Zur Vorbereitung der Fälle gehört, dass man sich den einschlägigen Strafrahmen sowie mögliche strafschärfende und |58| strafmildernde Gründe vergegenwärtigt. Nach Beendigung der Beweisaufnahme hält der Staatsanwalt (vor dem Verteidiger) sein Abschlussplädoyer, in welchem er eine bestimmte Strafe oder einen Freispruch begründet und beantragt.
Bei den ersten vier der zu verhandelnden fünf Fälle handelte es sich um Diebstahl, Nötigung, schweren Hausfriedensbruch und Verletzung der Unterhaltspflicht. Sie waren schnell beendet. In zwei Fällen erschien der geladene Angeklagte nicht. Der Richter erließ einen Haftbefehl. In den anderen beiden Verfahren waren die Angeklagten geständig, sodass sich eine Beweisaufnahme erübrigte. Es wurden dann gleich die Abschlussplädoyers gehalten.

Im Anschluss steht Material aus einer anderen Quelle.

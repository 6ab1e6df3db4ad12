use aoc_solver::{ParseError, SolveError};

/// Parse every line with `parse_line`, stopping at the first failure.
///
/// The error names the offending line: `(line 3) expected ...`.
pub fn parse_lines<'a, T, F>(input: &'a str, mut parse_line: F) -> Result<Vec<T>, ParseError>
where
    F: FnMut(&'a str) -> anyhow::Result<T>,
{
    input
        .lines()
        .enumerate()
        .map(|(idx, line)| {
            parse_line(line)
                .map_err(|e| ParseError::InvalidFormat(format!("(line {}) {:#}", idx + 1, e)))
        })
        .collect()
}

pub fn solve_failed(err: anyhow::Error) -> SolveError {
    SolveError::SolveFailed(err.into())
}

#[cfg(test)]
mod tests {
    use super::*;
    use anyhow::anyhow;

    #[test]
    fn test_parse_lines_reports_line_number() {
        let parsed = parse_lines("1\n2\n3", |l| Ok(l.parse::<u8>()?));
        assert_eq!(parsed.unwrap(), vec![1, 2, 3]);

        let err = parse_lines("1\nx\n3", |l| {
            l.parse::<u8>().map_err(|_| anyhow!("'{}' is not a number", l))
        })
        .unwrap_err();
        assert_eq!(err.to_string(), "Invalid format: (line 2) 'x' is not a number");
    }
}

Der letzte Fall gestaltete sich schwieriger. Angeklagt war eine Scheinehe. Ist eine Ehe nur zum Schein geschlossen, um einem Ehepartner die Einreise zu ermöglichen und ein Bleiberecht zu verschaffen, handelt es sich um eine Straftat nach dem Ausländergesetz. Bei einer Verurteilung wird der ausländische Ehepartner abgeschoben. Für den Angeklagten stand somit alles auf dem Spiel. Normalerweise sind diese Delikte vor Gericht nur sehr schwer zu beweisen. Dies gilt insbesondere, wenn der ausländische Ehepartner sich tatsächlich (zumindest mehrmals wöchentlich) in der gemeinsamen Wohnung aufhält. In dem angeklagten Fall hatten sich bei einer Hausdurchsuchung aber weder Bekleidungsstücke des Angeklagten noch andere Hinweise auf dessen Anwesenheit in der »gemeinsamen« Wohnung, wie z. B. Rasierzeug, gefunden. Auch fehlten Spuren erwarteter Zweisamkeit, wie sie sich etwa in zwei sich liebevoll anblickenden Zahnbürsten in einem Zahnputzbecher spiegelt.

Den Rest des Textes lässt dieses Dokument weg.